3 financial challenges facing dental practices today

Low reimbursements and rising wages are just some of the many challenges facing dental practices today. 

Here, three dentists shared with Becker's how these challenges are affecting the dental industry:

Editor's note: Responses were lightly edited for clarity and length. 

Charles Schlesinger, DDS. Comfortable Dentistry 4U (Albuquerque, N.M.): I would have to say it is the struggle of decreasing reimbursement by insurance companies and state aid. This makes it very difficult to stay profitable when you use the highest quality materials combined with the increased cost of doing business all around.

Cyrous Sheikh, DDS. Discovery Children's Dentistry & Orthodontics (Carlsbad, Calif.): Tough question because I think we have multiple serious financial threats. Cost of employees in my area has grown faster than inflation but our reimbursement has not. Therefore my labor cost went from 25 percent of total to closer to 29 percent. This percentage is the first time I've seen this in 20 years! Second is probably a silent one but all the Economic Injury Disaster Loans are coming due at a bad time with no relief!

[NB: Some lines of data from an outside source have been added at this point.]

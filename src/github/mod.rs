//! GitHub organization listing

pub mod api;

pub use api::{into_clone_jobs, list_org_repos, RepoInfo};
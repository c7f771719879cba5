//! Single-repository clone execution with bounded retry

use std::path::Path;

use super::{CloneBackend, CloneJob, CloneOutcome};
use crate::core::config::MAXIMUM_ATTEMPT_COUNT;

/// Clones one repository, retrying immediately on failure
///
/// Retries have no backoff; the budget assumes transient failures clear
/// quickly. Never returns an error: every subprocess failure becomes either
/// the next attempt or a negative [`CloneOutcome`] once the budget is spent.
pub async fn clone_with_retry(
    backend: &dyn CloneBackend,
    job: &CloneJob,
    dest_dir: &Path,
) -> CloneOutcome {
    let mut attempts = 0;

    while attempts < MAXIMUM_ATTEMPT_COUNT {
        attempts += 1;
        println!(
            "Attempting to clone {}, attempt number: {}",
            job.source_url, attempts
        );

        match backend.clone_repo(job, dest_dir).await {
            Ok(()) => {
                return CloneOutcome {
                    job: job.clone(),
                    succeeded: true,
                    attempts,
                };
            }
            Err(e) => {
                eprintln!("failed to clone {}: {:#}", job.source_url, e);
            }
        }
    }

    eprintln!(
        "giving up on {} after {} failed attempts",
        job.source_url, MAXIMUM_ATTEMPT_COUNT
    );
    CloneOutcome {
        job: job.clone(),
        succeeded: false,
        attempts,
    }
}
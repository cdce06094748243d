//! This module provides bug report submission to the update server.

//		Modules

#[cfg(test)]
#[path = "tests/reporter.rs"]
mod tests;



//		Packages

use crate::{
	client::{UpdaterError, http_client},
	responses::parse_bug_report_ack,
};
use core::time::Duration;
use reqwest::{Client, Url};
use tracing::{info, warn};



//		Enums

//		BugReportAck															
/// The acknowledgment sent by the server in response to a bug report.
#[derive(Clone, Debug, Eq, PartialEq)]
#[non_exhaustive]
pub enum BugReportAck {
	/// The report was recorded against the application release with the given
	/// identifier.
	Accepted(i64),

	/// The server does not know the application, version, and platform
	/// combination that was reported against (error code `ERR001`).
	NotFound,

	/// The server sent an error code other than `ERR001`.
	Rejected(String),

	/// The response was well-formed, but contained neither an error code nor
	/// an application identifier.
	Unrecognised,
}



//		Structs

//		BugReporter																
/// Submits bug reports to the update server.
#[derive(Clone, Debug)]
pub struct BugReporter {
	//		Private properties													
	/// The URL of the bug report endpoint.
	api:         Url,

	/// The HTTP client instance used for submitting reports.
	http_client: Client,
}

//󰭅		BugReporter																
impl BugReporter {
	//		Constructors														

	//		new																	
	/// Creates a new bug reporter.
	///
	/// # Parameters
	///
	/// * `api`     - The URL of the bug report endpoint.
	/// * `timeout` - How long to wait when connecting, and between reads,
	///               before giving up. If not provided, no timeout applies.
	///
	/// # Errors
	///
	/// * [`UpdaterError::UnableToBuildHttpClient`]
	///
	pub fn new(api: Url, timeout: Option<Duration>) -> Result<Self, UpdaterError> {
		Ok(Self {
			api,
			http_client: http_client(timeout)?,
		})
	}

	//		Public methods														

	//		bug_report															
	/// Submits a bug report.
	///
	/// Failures are not returned as errors. If the report could not be
	/// delivered, or the response could not be understood, the outcome is
	/// logged and [`None`] is returned.
	///
	/// # Parameters
	///
	/// * `app_name`     - The name of the application.
	/// * `app_version`  - The version of the application.
	/// * `app_platform` - The platform the application runs on.
	/// * `email`        - The email address of the reporter.
	/// * `text`         - The description of the problem.
	///
	pub async fn bug_report(
		&self,
		app_name:     &str,
		app_version:  &str,
		app_platform: &str,
		email:        &str,
		text:         &str,
	) -> Option<BugReportAck> {
		info!("Submitting bug report for {app_name} v{app_version} on {app_platform}");
		match self.submit(&[
			("appname",  app_name),
			("platform", app_platform),
			("version",  app_version),
			("email",    email),
			("text",     text),
		]).await {
			Ok(ack) => {
				info!("Bug report acknowledged: {ack:?}");
				Some(ack)
			},
			Err(err) => {
				warn!("Error submitting bug report: {err}");
				None
			},
		}
	}

	//		Private methods														

	//		submit																
	/// Posts the form fields and interprets the response.
	///
	/// # Errors
	///
	/// * [`UpdaterError::HttpError`]
	/// * [`UpdaterError::HttpRequestFailed`]
	/// * [`UpdaterError::InvalidBody`]
	/// * [`UpdaterError::InvalidPayload`]
	///
	async fn submit(&self, fields: &[(&str, &str)]) -> Result<BugReportAck, UpdaterError> {
		let url      = self.api.clone();
		let response = self.http_client.post(url.clone()).form(fields).send().await.map_err(|err|
			UpdaterError::HttpRequestFailed(url.clone(), err.to_string())
		)?;
		let status   = response.status();
		if !status.is_success() {
			return Err(UpdaterError::HttpError(url, status));
		}
		let Ok(body) = response.text().await else {
			return Err(UpdaterError::InvalidBody(url));
		};
		parse_bug_report_ack(&body).map_err(|err| UpdaterError::InvalidPayload(url, err))
	}
}
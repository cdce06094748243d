#![allow(non_snake_case)]

//		Packages

use super::*;
use claims::{assert_err, assert_err_eq, assert_matches, assert_ok, assert_ok_eq};



//		Tests

//		CheckResponse															
#[cfg(test)]
mod check_response {
	use super::*;

	//		deserialize															
	#[test]
	fn deserialize__id_element() {
		let xml = r#"<?xml version="1.0" encoding="utf-8"?>
			<root>
				<app name="Foo" version="1.0.1.0" releasedate="1700000000.5" filename="Foo.exe" url="http://x/f.exe">
					<id>7</id>
					<changelog>fix</changelog>
					<message>hi</message>
				</app>
			</root>
		"#;
		let response: CheckResponse = quick_xml::de::from_str(xml).unwrap();
		assert_eq!(response.app, AppElement {
			id:           7,
			name:         s!("Foo"),
			version:      s!("1.0.1.0"),
			release_date: 1_700_000_000.5,
			file_name:    s!("Foo.exe"),
			url:          s!("http://x/f.exe"),
			changelog:    s!("fix"),
			message:      s!("hi"),
		});
	}
	#[test]
	fn deserialize__id_attribute() {
		let xml = r#"<root><app id="7" name="Foo" version="1.0.1.0" releasedate="1700000000" filename="Foo.exe" url="http://x/f.exe"><changelog>fix</changelog><message>hi</message></app></root>"#;
		let response: CheckResponse = quick_xml::de::from_str(xml).unwrap();
		assert_eq!(response.app.id,        7);
		assert_eq!(response.app.changelog, "fix");
	}
	#[test]
	fn deserialize__optional_elements_missing() {
		let xml = r#"<root><app id="1" name="Foo" version="1.0" releasedate="0" filename="f" url="u"/></root>"#;
		let response: CheckResponse = quick_xml::de::from_str(xml).unwrap();
		assert_eq!(response.app.changelog, "");
		assert_eq!(response.app.message,   "");
	}
	#[test]
	fn deserialize__escaped_markup_in_changelog() {
		let xml = r#"<root><app id="1" name="Foo" version="1.0" releasedate="0" filename="f" url="u"><changelog>&lt;b&gt;Bold&lt;/b&gt; &amp; more</changelog></app></root>"#;
		let response: CheckResponse = quick_xml::de::from_str(xml).unwrap();
		assert_eq!(response.app.changelog, "<b>Bold</b> & more");
	}
	#[test]
	fn deserialize__err_missing_attribute() {
		let xml = r#"<root><app id="1" name="Foo" releasedate="0" filename="f" url="u"/></root>"#;
		assert_err!(quick_xml::de::from_str::<CheckResponse>(xml));
	}
	#[test]
	fn deserialize__err_missing_id() {
		let xml = r#"<root><app name="Foo" version="1.0" releasedate="0" filename="f" url="u"/></root>"#;
		assert_err!(quick_xml::de::from_str::<CheckResponse>(xml));
	}
	#[test]
	fn deserialize__err_missing_app() {
		assert_err!(quick_xml::de::from_str::<CheckResponse>("<root><other/></root>"));
	}
}

//		check_well_formed														
#[cfg(test)]
mod well_formed {
	use super::*;

	#[test]
	fn check_well_formed__ok() {
		assert_ok!(check_well_formed("<root/>"));
		assert_ok!(check_well_formed(r#"<?xml version="1.0"?><root><app id="1"/></root>"#));
		assert_ok!(check_well_formed("<!-- before -->\n<root>a &amp; b<![CDATA[<c>]]></root>\n<!-- after -->\n"));
	}
	#[test]
	fn check_well_formed__err_content_after_root() {
		for body in ["<root/><oops", "<root/><second/>", "<root/>junk", "<root/></root>", "<root/>&amp;", "<root/><![CDATA[x]]>"] {
			assert_matches!(check_well_formed(body), Err(ResponseError::MalformedXml(_)), "Body: {body}");
		}
	}
	#[test]
	fn check_well_formed__err_text_before_root() {
		assert_matches!(check_well_formed("junk<root/>"), Err(ResponseError::MalformedXml(_)));
	}
	#[test]
	fn check_well_formed__err_no_root() {
		assert_matches!(check_well_formed(""),                     Err(ResponseError::MalformedXml(_)));
		assert_matches!(check_well_formed(r#"<?xml version="1.0"?>"#), Err(ResponseError::MalformedXml(_)));
	}
	#[test]
	fn check_well_formed__err_unclosed() {
		assert_err_eq!(check_well_formed("<root><app>"), ResponseError::MalformedXml(s!("Unexpected end of document")));
	}
}

//		parse_bug_report_ack													
#[cfg(test)]
mod bug_report_ack {
	use super::*;

	#[test]
	fn parse_bug_report_ack__not_found() {
		assert_ok_eq!(parse_bug_report_ack("<root><ERRORCODE>ERR001</ERRORCODE></root>"), BugReportAck::NotFound);
	}
	#[test]
	fn parse_bug_report_ack__not_found_escaped() {
		assert_ok_eq!(parse_bug_report_ack("<root><ERRORCODE>ERR&#48;01</ERRORCODE></root>"),          BugReportAck::NotFound);
		assert_ok_eq!(parse_bug_report_ack("<root><ERRORCODE>ERR&#x30;01</ERRORCODE></root>"),         BugReportAck::NotFound);
		assert_ok_eq!(parse_bug_report_ack("<root><ERRORCODE><![CDATA[ERR001]]></ERRORCODE></root>"), BugReportAck::NotFound);
		assert_ok_eq!(parse_bug_report_ack("<root><ERRORCODE>\n\tERR001\n</ERRORCODE></root>"),       BugReportAck::NotFound);
	}
	#[test]
	fn parse_bug_report_ack__other_code_escaped() {
		assert_ok_eq!(parse_bug_report_ack("<root><ERRORCODE>E&lt;1&gt;</ERRORCODE></root>"), BugReportAck::Rejected(s!("E<1>")));
	}
	#[test]
	fn parse_bug_report_ack__err_unknown_entity() {
		assert_err!(parse_bug_report_ack("<root><ERRORCODE>&bogus;</ERRORCODE></root>"));
	}
	#[test]
	fn parse_bug_report_ack__err_two_roots() {
		assert_err!(parse_bug_report_ack("<root><ERRORCODE>ERR001</ERRORCODE></root><root/>"));
	}
	#[test]
	fn parse_bug_report_ack__other_code() {
		assert_ok_eq!(parse_bug_report_ack("<root><ERRORCODE>ERR999</ERRORCODE></root>"), BugReportAck::Rejected(s!("ERR999")));
	}
	#[test]
	fn parse_bug_report_ack__accepted() {
		assert_ok_eq!(parse_bug_report_ack(r#"<?xml version="1.0"?><root><app id="42"></app></root>"#), BugReportAck::Accepted(42));
		assert_ok_eq!(parse_bug_report_ack(r#"<root><app id="42"/></root>"#),                           BugReportAck::Accepted(42));
	}
	#[test]
	fn parse_bug_report_ack__unrecognised() {
		assert_ok_eq!(parse_bug_report_ack("<root/>"),                      BugReportAck::Unrecognised);
		assert_ok_eq!(parse_bug_report_ack("<root><other>x</other></root>"), BugReportAck::Unrecognised);
		assert_ok_eq!(parse_bug_report_ack("<root><app/></root>"),          BugReportAck::Unrecognised);
	}
	#[test]
	fn parse_bug_report_ack__nested_elements_ignored() {
		assert_ok_eq!(parse_bug_report_ack(r#"<root><wrapper><app id="3"/></wrapper></root>"#), BugReportAck::Unrecognised);
	}
	#[test]
	fn parse_bug_report_ack__err_truncated() {
		assert_err!(parse_bug_report_ack("<root><ERRORCODE>ERR001</ERRORCODE>"));
	}
	#[test]
	fn parse_bug_report_ack__err_mismatched_tags() {
		assert_err!(parse_bug_report_ack("<root><ERRORCODE>ERR001</root></ERRORCODE>"));
	}
	#[test]
	fn parse_bug_report_ack__err_not_xml() {
		assert_err!(parse_bug_report_ack("Database connection failed"));
		assert_err!(parse_bug_report_ack(""));
	}
	#[test]
	fn parse_bug_report_ack__err_invalid_id() {
		assert_err!(parse_bug_report_ack(r#"<root><app id="abc"/></root>"#));
	}
}
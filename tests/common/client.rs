//! Common shared client functionality for tests.

//		Packages

use core::time::Duration;
use flume::Receiver;
use rubedo::sugar::s;
use std::sync::Arc;
use tokio::time::timeout;
use updatecheck::{
	client::{Config, Status, Updater},
	version::AppVersion,
};



//		Functions

//		create_updater															
/// Creates an updater for the application `Foo` on platform `win`, at version
/// `1.0.0.0`.
pub(crate) fn create_updater(api: &str) -> Arc<Updater> {
	Updater::new(Config {
		api:      api.parse().unwrap(),
		appname:  s!("Foo"),
		platform: s!("win"),
		version:  Some(AppVersion::new(1, 0, 0, 0)),
		timeout:  Some(Duration::from_secs(5)),
	}).unwrap()
}

//		next_status																
/// Waits for the next status message.
pub(crate) async fn next_status(receiver: &Receiver<Status>) -> Status {
	timeout(Duration::from_secs(10), receiver.recv_async()).await.unwrap().unwrap()
}

//		wait_for_download														
/// Collects download progress until a terminal status arrives.
///
/// Returns the progress percentages in the order received, and the terminal
/// status.
///
pub(crate) async fn wait_for_download(receiver: &Receiver<Status>) -> (Vec<u8>, Status) {
	let mut progress = vec![];
	loop {
		match next_status(receiver).await {
			Status::Downloading(_, percent) => progress.push(percent),
			status                          => return (progress, status),
		}
	}
}

//		assert_quiet															
/// Asserts that no status message arrives for a short while.
pub(crate) async fn assert_quiet(receiver: &Receiver<Status>) {
	let extra = timeout(Duration::from_millis(300), receiver.recv_async()).await;
	assert!(extra.is_err(), "Unexpected status: {extra:?}");
}
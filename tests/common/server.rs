//! Common shared mock server functionality for tests.

//		Packages

use core::time::Duration;
use std::{
	io::stdout,
	sync::Once,
};
use tracing::Level;
use tracing_subscriber::{
	EnvFilter,
	fmt::{format::FmtSpan, layer, writer::MakeWriterExt},
	layer::SubscriberExt,
	registry,
	util::SubscriberInitExt,
};
use wiremock::{
	Mock,
	MockServer,
	ResponseTemplate,
	matchers::{method, path},
};



//		Statics

pub(crate) static INIT: Once = Once::new();



//		Functions

//		initialize																
pub(crate) fn initialize() {
	INIT.call_once(|| {
		registry()
			.with(
				EnvFilter::new("updatecheck=debug,reqwest=info")
			)
			.with(
				layer()
					.with_writer(stdout.with_max_level(Level::DEBUG))
					.with_span_events(FmtSpan::NONE)
					.with_target(false)
			)
			.init()
		;
	});
}

//		check_response															
/// Builds a version check response body for the application `Foo`.
pub(crate) fn check_response(id: i64, version: &str) -> String {
	format!(
		r#"<?xml version="1.0" encoding="utf-8"?><root><app id="{id}" name="Foo" version="{version}" releasedate="1700000000" filename="Foo.exe" url="http://x/f.exe"><changelog>fix</changelog><message>hi</message></app></root>"#
	)
}

//		serve_check																
/// Starts a server that answers version checks at `/check.php`.
pub(crate) async fn serve_check(response: ResponseTemplate) -> MockServer {
	initialize();
	let server = MockServer::start().await;
	Mock::given(method("GET"))
		.and(path("/check.php"))
		.respond_with(response)
		.mount(&server)
		.await
	;
	server
}

//		serve_file																
/// Starts a server that serves the given payload at `/f.exe`, after a delay.
pub(crate) async fn serve_file(payload: Vec<u8>, delay: Duration) -> MockServer {
	initialize();
	let server = MockServer::start().await;
	Mock::given(method("GET"))
		.and(path("/f.exe"))
		.respond_with(ResponseTemplate::new(200).set_body_bytes(payload).set_delay(delay))
		.mount(&server)
		.await
	;
	server
}
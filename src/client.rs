//! This module provides client-side functionality to add to an application.
//!
//! The [`Updater`] asks the update server whether a new release of the
//! application is available, and can download a release file in the
//! background. Outcomes are published as [`Status`] messages to every
//! subscriber, over channels obtained from [`Updater::subscribe()`].
//!

//		Modules

#[cfg(test)]
#[path = "tests/client.rs"]
mod tests;



//		Packages

use crate::{
	descriptor::{AppDescriptor, ResponseError},
	version::AppVersion,
};
use core::{
	fmt::{Display, self},
	sync::atomic::{AtomicBool, Ordering},
	time::Duration,
};
use flume::{Receiver, Sender, self};
use futures_util::StreamExt as _;
use parking_lot::Mutex;
use percent_encoding::{AsciiSet, NON_ALPHANUMERIC, utf8_percent_encode};
use reqwest::{Client, Request, Response, StatusCode, Url};
use std::{
	error::Error,
	fs,
	path::{Path, PathBuf},
	sync::Arc,
};
use tokio::{
	fs::File as AsyncFile,
	io::AsyncWriteExt as _,
	spawn,
};
use tracing::{debug, error, info};



//		Constants

/// The characters to percent-encode in query values: everything except the
/// RFC 3986 unreserved set.
const QUERY_VALUE: &AsciiSet = &NON_ALPHANUMERIC.remove(b'-').remove(b'.').remove(b'_').remove(b'~');



//		Enums

//		UpdaterError															
/// Errors that can occur when checking for and downloading updates.
#[derive(Clone, Debug, Eq, PartialEq)]
#[non_exhaustive]
pub enum UpdaterError {
	/// The connection dropped, or timed out, while a download was being
	/// received.
	DownloadInterrupted(Url, String),

	/// An HTTP error occurred, i.e. the status code returned does not indicate
	/// success.
	HttpError(Url, StatusCode),

	/// The HTTP request to the server failed.
	HttpRequestFailed(Url, String),

	/// The response body could not be read or decoded as text.
	InvalidBody(Url),

	/// The response body could not be interpreted.
	InvalidPayload(Url, ResponseError),

	/// The URL to make a request to is invalid.
	InvalidUrl(String, String),

	/// The HTTP client could not be set up.
	UnableToBuildHttpClient(String),

	/// The directory to download into did not exist and could not be created.
	UnableToCreateDirectory(PathBuf, String),

	/// A problem was encountered when trying to create a file for the download.
	UnableToCreateDownload(PathBuf, String),

	/// A problem was encountered when trying to write to the download file.
	UnableToWriteToDownload(PathBuf, String),
}

//󰭅		Display																	
impl Display for UpdaterError {
	//		fmt																	
	fn fmt(&self, f: &mut fmt::Formatter<'_>) -> fmt::Result {
		write!(f, "{}", match *self {
			Self::DownloadInterrupted(ref url, ref msg)      => format!(  "Download from {url} was interrupted: {msg}"),
			Self::HttpError(ref url, ref status)             => format!(  "HTTP status code {status} received when calling {url}"),
			Self::HttpRequestFailed(ref url, ref msg)        => format!(  "HTTP request to {url} failed: {msg}"),
			Self::InvalidBody(ref url)                       => format!(  "Invalid HTTP body received from {url}"),
			Self::InvalidPayload(ref url, ref err)           => format!(  "Invalid payload received from {url}: {err}"),
			Self::InvalidUrl(ref url, ref msg)               => format!(r#"Invalid URL specified "{url}": {msg}"#),
			Self::UnableToBuildHttpClient(ref msg)           => format!(  "Unable to build HTTP client: {msg}"),
			Self::UnableToCreateDirectory(ref path, ref msg) => format!(r#"Unable to create download directory "{path:?}": {msg}"#),
			Self::UnableToCreateDownload(ref path, ref msg)  => format!(r#"Unable to create download file "{path:?}": {msg}"#),
			Self::UnableToWriteToDownload(ref path, ref msg) => format!(r#"Unable to write to download file "{path:?}": {msg}"#),
		})
	}
}

//󰭅		Error																	
impl Error for UpdaterError {}

//		Status																	
/// A notification published by the [`Updater`] to its subscribers.
///
/// Every accepted call to [`Updater::check()`] produces exactly one
/// [`CheckCompleted`](Status::CheckCompleted). Every accepted call to
/// [`Updater::download()`] produces zero or more
/// [`Downloading`](Status::Downloading) messages followed by exactly one of
/// [`DownloadCompleted`](Status::DownloadCompleted) or
/// [`DownloadFailed`](Status::DownloadFailed).
///
#[derive(Clone, Debug, Eq, PartialEq)]
#[non_exhaustive]
pub enum Status {
	/// A version check finished. The descriptor is absent if the server had no
	/// information, or if anything went wrong along the way.
	CheckCompleted(Option<AppDescriptor>),

	/// Part of a download has been written to the file. The percentage is in
	/// the range `0..=100`, and is `0` if the server did not say how large the
	/// file is.
	Downloading(PathBuf, u8),

	/// A download finished successfully.
	DownloadCompleted(PathBuf),

	/// A download failed.
	DownloadFailed(PathBuf, UpdaterError),
}



//		Structs

//		Config																	
/// The configuration options for the client.
#[cfg_attr(    feature = "reasons",  allow(clippy::exhaustive_structs, reason = "Provided for configuration"))]
#[cfg_attr(not(feature = "reasons"), allow(clippy::exhaustive_structs))]
#[derive(Clone, Debug)]
pub struct Config {
	//		Public properties													
	/// The URL of the version check endpoint. The query parameters describing
	/// the application are appended to it. For example,
	/// `https://updates.example.com/check.php`.
	pub api:      Url,

	/// The name of the application, as known to the server.
	pub appname:  String,

	/// The platform the application runs on, as known to the server.
	pub platform: String,

	/// The current version of the application. This is reported to the server
	/// when checking for updates, and is sent empty if not known.
	pub version:  Option<AppVersion>,

	/// How long to wait when connecting, and between reads, before giving up.
	/// If not provided, no timeout applies.
	pub timeout:  Option<Duration>,
}

//		Updater																	
/// A service to check for updates and download new releases.
///
/// Only one check and one download can be in progress at a time. Calls made
/// while one is already running are ignored. The work itself happens on Tokio
/// tasks, so [`check()`](Updater::check()) and
/// [`download()`](Updater::download()) must be called from within a Tokio
/// runtime, and they return straight away.
///
#[derive(Debug)]
pub struct Updater {
	//		Private properties													
	/// Whether a version check is currently in progress.
	checking:    AtomicBool,

	/// The configuration for the updater service.
	config:      Config,

	/// The destination of the download currently in progress, if any.
	download:    Mutex<Option<PathBuf>>,

	/// The HTTP client instance that is used for communicating with the
	/// server.
	http_client: Client,

	/// The channels that status messages are published to.
	subscribers: Mutex<Vec<Sender<Status>>>,
}
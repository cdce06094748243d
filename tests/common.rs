//! Common shared functionality for integration tests.

//		Modules

pub(crate) mod server;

Douglas Solow, DDS. Professor, Associate Dean of Clinical Affairs and Director of the Herman Ostrow School of Dentistry Faculty Practice at University of Southern California (Los Angeles): At least for dentistry in California, the greatest financial burden is being able to provide sufficient wages to attract and retain personnel. Substantial increases in minimum wage requirements have pushed up the amount necessary to be competitive at the minimum, and this has in turn affected wages at higher levels. The California state minimum wage will rise to $15.50 for 2023. Within the County of Los Angeles, the minimum wage is currently $15.96 and within the City of Los Angeles it is $16.04. 

Simply put, it is more difficult to recruit people for positions that require a mix of responsibility, critical thinking and compassion when they could obtain a comparable hourly rate while flipping hamburgers. In order to continue to provide dental services, costs will need to be passed on to patients, who will find themselves paying more for both hamburgers and dental treatment.